As she sprinted toward the finish line along beautiful Ocean Drive on South Beach the morning of March 9, the ocean breezes cooling her body, Risper Biyaki Gesabwa was overcome with joy over what her second straight victory in the Allstate Life Insurance SM Miami Beach 13.1 Marathon® would mean to the people close to her back home in Kenya.
That house she started building with some of the $13,100 she won on Miami Beach in 2012 will now get to be finished when she travels home this summer to Nyaribari Chache, Kisii District with her new bankroll. The starving kids, many of them parentless, will have a little more food to go with a roof over their heads. The two brothers and two sisters whom she was able to begin sending to school last year with her running winnings from America will be able to continue their studies.
"I run to support my family," said Gesabwa, now 24 who finished the Miami Beach course in 1:12:15. "If I don't run, they cannot survive."
If only she could run every week in Miami.
With her second straight victory in the Allstate Life Insurance SM Miami Beach 13.1 Marathon®, Gesabwa became the most successful runner the eight-race 13.1 Marathon series has seen since Allstate jumped on board in 2012 and teamed with US Road Sports to create the National Championship purse on Miami Beach.
"We are extremely proud to have Risper win back to back National Championships in the Allstate Life InsuranceSM 13.1 Marathon® series.

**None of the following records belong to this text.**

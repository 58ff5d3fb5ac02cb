// SPDX-License-Identifier: BUSL-1.1
// Copyright (c) 2026 Alfred Jean LLC

//! Process flags and the reloadable YAML configuration.
//!
//! CLI flags cover what must be known before the config file is read (where
//! it lives, bind address, auth override).  Everything else comes from the
//! YAML file, with `${VAR}` environment expansion applied to the raw text
//! before parsing.  Reload swaps an `Arc` snapshot; an invalid file keeps
//! the previous snapshot in place.

use std::path::PathBuf;
use std::sync::Arc;
use std::time::Duration;

use anyhow::Context;
use serde::Deserialize;
use tokio::sync::RwLock;
use tracing::{info, warn};

/// Command-line flags for the primed server.
#[derive(Debug, Clone, clap::Parser)]
#[command(name = "primed", about = "Per-user agent server for a knowledge vault")]
pub struct Cli {
    /// Path to the YAML configuration file.
    #[arg(long, env = "PRIMED_CONFIG", default_value = "primed.yaml")]
    pub config: PathBuf,

    /// Host to bind on.
    #[arg(long, default_value = "127.0.0.1", env = "PRIMED_HOST")]
    pub host: String,

    /// Port to listen on.
    #[arg(long, default_value_t = 8787, env = "PRIMED_PORT")]
    pub port: u16,

    /// Bearer token override; takes precedence over the config file.
    #[arg(long, env = "PRIMED_AUTH_TOKEN")]
    pub auth_token: Option<String>,
}

// -- YAML schema --------------------------------------------------------------

#[derive(Debug, Clone, Deserialize)]
#[serde(deny_unknown_fields)]
pub struct AppConfig {
    pub vault_path: PathBuf,
    pub data_dir: PathBuf,
    #[serde(default)]
    pub auth_token: Option<String>,
    #[serde(default = "default_inbox_folder")]
    pub inbox_folder: String,
    #[serde(default = "default_logs_folder")]
    pub logs_folder: String,
    #[serde(default = "default_capture_pattern")]
    pub capture_file_pattern: String,
    #[serde(default)]
    pub mirror: MirrorConfig,
    #[serde(default)]
    pub runner: RunnerConfig,
    #[serde(default)]
    pub push: PushConfig,
}

#[derive(Debug, Clone, Deserialize)]
#[serde(deny_unknown_fields)]
pub struct MirrorConfig {
    #[serde(default)]
    pub enabled: bool,
    #[serde(default)]
    pub repo_url: Option<String>,
    #[serde(default = "default_git_user_name")]
    pub user_name: String,
    #[serde(default = "default_git_user_email")]
    pub user_email: String,
    #[serde(default = "default_git_timeout")]
    pub timeout_seconds: u64,
    #[serde(default = "default_pull_interval")]
    pub pull_interval_seconds: u64,
}

impl Default for MirrorConfig {
    fn default() -> Self {
        Self {
            enabled: false,
            repo_url: None,
            user_name: default_git_user_name(),
            user_email: default_git_user_email(),
            timeout_seconds: default_git_timeout(),
            pull_interval_seconds: default_pull_interval(),
        }
    }
}

#[derive(Debug, Clone, Deserialize)]
#[serde(deny_unknown_fields)]
pub struct RunnerConfig {
    /// Command spawned as the agent SDK.
    #[serde(default = "default_agent_program")]
    pub program: String,
    #[serde(default = "default_turn_timeout")]
    pub turn_timeout_seconds: u64,
    #[serde(default = "default_title_timeout")]
    pub title_timeout_seconds: u64,
}

impl Default for RunnerConfig {
    fn default() -> Self {
        Self {
            program: default_agent_program(),
            turn_timeout_seconds: default_turn_timeout(),
            title_timeout_seconds: default_title_timeout(),
        }
    }
}

#[derive(Debug, Clone, Deserialize)]
#[serde(deny_unknown_fields)]
pub struct PushConfig {
    #[serde(default = "default_relay_timeout")]
    pub relay_timeout_seconds: u64,
}

impl Default for PushConfig {
    fn default() -> Self {
        Self { relay_timeout_seconds: default_relay_timeout() }
    }
}

fn default_inbox_folder() -> String {
    "inbox".to_owned()
}
fn default_logs_folder() -> String {
    "logs/command-runs".to_owned()
}
fn default_capture_pattern() -> String {
    "{date}-{source}-{title}.md".to_owned()
}
fn default_git_user_name() -> String {
    "Prime Agent".to_owned()
}
fn default_git_user_email() -> String {
    "prime@local".to_owned()
}
fn default_git_timeout() -> u64 {
    30
}
fn default_pull_interval() -> u64 {
    300
}
fn default_agent_program() -> String {
    "claude".to_owned()
}
fn default_turn_timeout() -> u64 {
    600
}
fn default_title_timeout() -> u64 {
    20
}
fn default_relay_timeout() -> u64 {
    10
}

impl AppConfig {
    pub fn git_timeout(&self) -> Duration {
        Duration::from_secs(self.mirror.timeout_seconds)
    }

    pub fn pull_interval(&self) -> Duration {
        Duration::from_secs(self.mirror.pull_interval_seconds)
    }

    pub fn turn_timeout(&self) -> Duration {
        Duration::from_secs(self.runner.turn_timeout_seconds)
    }

    pub fn title_timeout(&self) -> Duration {
        Duration::from_secs(self.runner.title_timeout_seconds)
    }

    pub fn relay_timeout(&self) -> Duration {
        Duration::from_secs(self.push.relay_timeout_seconds)
    }

    pub fn devices_file(&self) -> PathBuf {
        self.data_dir.join("devices.json")
    }
}

// -- Manager ------------------------------------------------------------------

/// Holds the live configuration snapshot and reloads it on demand.
pub struct ConfigManager {
    path: PathBuf,
    current: RwLock<Arc<AppConfig>>,
}

impl ConfigManager {
    /// Parse the file at `path`. Startup fails on an invalid file.
    pub fn load(path: impl Into<PathBuf>) -> anyhow::Result<Self> {
        let path = path.into();
        let config = parse_config_file(&path)?;
        Ok(Self { path, current: RwLock::new(Arc::new(config)) })
    }

    /// Build a manager from an already-parsed config (tests).
    pub fn from_config(config: AppConfig) -> Self {
        Self { path: PathBuf::new(), current: RwLock::new(Arc::new(config)) }
    }

    /// The live snapshot. Cheap to clone; callers must not cache it across
    /// reload boundaries.
    pub async fn snapshot(&self) -> Arc<AppConfig> {
        Arc::clone(&*self.current.read().await)
    }

    /// Re-parse the file. An invalid file leaves the previous snapshot
    /// untouched and returns the parse error.
    pub async fn reload(&self) -> anyhow::Result<()> {
        match parse_config_file(&self.path) {
            Ok(config) => {
                *self.current.write().await = Arc::new(config);
                info!(path = %self.path.display(), "configuration reloaded");
                Ok(())
            }
            Err(e) => {
                warn!(path = %self.path.display(), err = %format!("{e:#}"), "config reload failed, keeping previous");
                Err(e)
            }
        }
    }
}

fn parse_config_file(path: &PathBuf) -> anyhow::Result<AppConfig> {
    let raw = std::fs::read_to_string(path)
        .with_context(|| format!("reading config {}", path.display()))?;
    let expanded = expand_env(&raw);
    serde_yaml::from_str(&expanded)
        .with_context(|| format!("parsing config {}", path.display()))
}

/// Expand `${VAR}` references against the process environment.
///
/// Unknown variables expand to the empty string, which YAML-parses as null
/// for optional fields.
pub fn expand_env(raw: &str) -> String {
    static PATTERN: std::sync::OnceLock<regex::Regex> = std::sync::OnceLock::new();
    let pattern = PATTERN.get_or_init(|| {
        #[allow(clippy::unwrap_used)] // literal pattern, cannot fail
        regex::Regex::new(r"\$\{([A-Za-z_][A-Za-z0-9_]*)\}").unwrap()
    });
    pattern
        .replace_all(raw, |caps: &regex::Captures<'_>| {
            std::env::var(&caps[1]).unwrap_or_default()
        })
        .into_owned()
}

#[cfg(test)]
#[path = "config_tests.rs"]
mod tests;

Not only did she win the inaugural championship in March 2012, she came back and posted an even faster time and established a new 13.1 Series record for women," said Dave Scott, General Manager and Race Director for US Road Sports & Entertainment of Florida. "Every so often I will get a call on my cell and when I hear the voice on the other end, I know it's Risper. She is an exceptional athlete and a very gracious champion runner."

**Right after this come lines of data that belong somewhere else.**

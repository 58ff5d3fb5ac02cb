// SPDX-License-Identifier: BUSL-1.1
// Copyright (c) 2026 Alfred Jean LLC

use super::*;

fn headers_with(value: &str) -> HeaderMap {
    let mut headers = HeaderMap::new();
    headers.insert("authorization", value.parse().expect("header value"));
    headers
}

#[test]
fn no_expected_token_disables_auth() {
    assert!(validate_bearer(&HeaderMap::new(), None).is_ok());
    assert!(validate_ws_token(None, None).is_ok());
}

#[test]
fn missing_header_is_unauthorized() {
    assert_eq!(
        validate_bearer(&HeaderMap::new(), Some("secret")),
        Err(ApiError::Unauthorized)
    );
}

#[test]
fn wrong_scheme_is_unauthorized() {
    assert_eq!(
        validate_bearer(&headers_with("Basic secret"), Some("secret")),
        Err(ApiError::Unauthorized)
    );
}

#[test]
fn wrong_token_is_unauthorized() {
    assert_eq!(
        validate_bearer(&headers_with("Bearer nope"), Some("secret")),
        Err(ApiError::Unauthorized)
    );
}

#[test]
fn correct_token_passes() {
    assert!(validate_bearer(&headers_with("Bearer secret"), Some("secret")).is_ok());
}

#[test]
fn ws_token_validation() {
    assert!(validate_ws_token(Some("secret"), Some("secret")).is_ok());
    assert_eq!(validate_ws_token(Some("nope"), Some("secret")), Err(ApiError::Unauthorized));
    assert_eq!(validate_ws_token(None, Some("secret")), Err(ApiError::Unauthorized));
}
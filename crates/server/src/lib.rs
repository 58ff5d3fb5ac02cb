// SPDX-License-Identifier: BUSL-1.1
// Copyright (c) 2026 Alfred Jean LLC

//! Primed: per-user agent server brokering chat sessions, background
//! command runs, and capture ingestion against a git-mirrored vault.

pub mod buffer;
pub mod capture;
pub mod command_catalog;
pub mod command_run;
pub mod config;
pub mod connection;
pub mod devices;
pub mod error;
pub mod events;
pub mod frontmatter;
pub mod gitc;
pub mod identity;
pub mod mirror;
pub mod push;
pub mod runner;
pub mod sdk;
pub mod session;
pub mod state;
pub mod tracker;
pub mod transport;

use std::sync::Arc;

use tokio::net::TcpListener;
use tokio_util::sync::CancellationToken;
use tracing::info;

use crate::config::{Cli, ConfigManager};
use crate::sdk::cli::CliConnector;
use crate::session::SessionTimings;
use crate::state::AppState;
use crate::transport::build_router;

/// Run the server until shutdown.
pub async fn run(cli: Cli) -> anyhow::Result<()> {
    let config = Arc::new(ConfigManager::load(&cli.config)?);
    let snapshot = config.snapshot().await;

    let connector = Arc::new(CliConnector::new(
        snapshot.runner.program.clone(),
        snapshot.vault_path.clone(),
    ));
    let timings = SessionTimings {
        turn_timeout: snapshot.turn_timeout(),
        ..SessionTimings::default()
    };

    let shutdown = CancellationToken::new();
    let state =
        AppState::build(config, connector, cli.auth_token, timings, shutdown.clone()).await?;
    let loops = state.spawn_background_loops();

    // Ctrl-C triggers the shutdown token; axum drains, then sessions die.
    let signal_shutdown = shutdown.clone();
    tokio::spawn(async move {
        if tokio::signal::ctrl_c().await.is_ok() {
            info!("shutdown signal received");
            signal_shutdown.cancel();
        }
    });

    let addr = format!("{}:{}", cli.host, cli.port);
    let listener = TcpListener::bind(&addr).await?;
    info!(addr = %addr, agent_id = %state.identity.prime_agent_id, "primed listening");

    let router = build_router(Arc::clone(&state));
    axum::serve(listener, router)
        .with_graceful_shutdown(shutdown.clone().cancelled_owned())
        .await?;

    state.sessions.terminate_all().await;
    for handle in loops {
        handle.abort();
    }
    Ok(())
}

The $13,100 back-to-back winner's checks are the largest Gesabwa has won since she came to America with a special purpose in 2011. Gesabwa also won the ING Miami Half Marathon in January while setting a new course record, making it three straight wins for her in South Florida.
Her success on Miami Beach and beyond, as she runs race after race and chases the dreams of others as well as her own, is the fulfillment from her tireless work over many years to transform her body into an economic engine that can change lives.
It all began from the frustration of not being able to continue her own studies back home because her parents, trying to survive with a family of 10 living in poverty, couldn't dream of finding the money to send her to college.
After three years of sitting around every day doing nothing, Gesabwa had a vision.
"I told my parents that I had a dream that I can go to America and do something," Gesabwa said. "I told them that I could make my life better."
It isn't an accident that you see so many Kenyans become dominant on the long distance running circuits around the world. Their legs become their ticket to survival and so it was for Gesabwa, who would wake up every morning and go train, come home and eat a meal of tea and a banana, go train again and come home and eat some porridge, the staple of her family's diet because it was the cheapest way to keep everyone alive.
Life couldn't possibly be any tougher, but this is where Gesabwa, like so many of the Kenyan runners do, developed the determination and resolve that it takes to win races at distances like 13.1 or 26.2 miles.
Gesabwa was fortunate to hook up with Grace Momanyi, a fellow Kenyan who had blossomed into an international runner.
"I knew if I trained hard, I could make it," she said.
After a month, she competed in a local Kenyan race and finished 12th. By her next race, she was second.
In 2009, she traveled to France to see where she stood on the International level. She finished second there also and then first in a pair of half marathons. In 2010, she was chosen for a Kenyan National Team that traveled to Japan.
It all was great, but none of it provided a meal ticket for her or her family. When she left for the United States in February of 2011, where she could find a race almost every weekend, she had no idea if or when she would return home.
"I wanted to see how I would do against these competitive runners," Gesabwa said.
Gesabwa has finished in the top three in almost every race she has run the past two years, but nowhere has she enjoyed greater success than in these races in Miami. There is something about the style of the courses that makes her feel comfortable, like she is back home in Kenya.
She has settled in well to her life in America. She watches Christian Channel programs and a lot of basketball, especially when her favorite team, the Miami Heat, can be found on the TV in her home in Atlanta. She listens to a lot of African Swahili Gospel music, praising the Lord as she sings along to the Christian hymns. Sometimes, she will read the Bible or running books.
But more than anything she thinks about the smiles she will see when she takes her Allstate Life Insurance SM Miami Beach 13.1 Marathon® winnings back home with her to Kenya this summer.
"My parents, my family and friends are very very happy," Gesabwa said. "They pray for me. They keep asking me how do I train, how do I win and make this money and I tell them all the stories.
"I'm very grateful. I've never seen money like what I have won in Miami. And I am so happy that I can use it to save my family and the kids back home."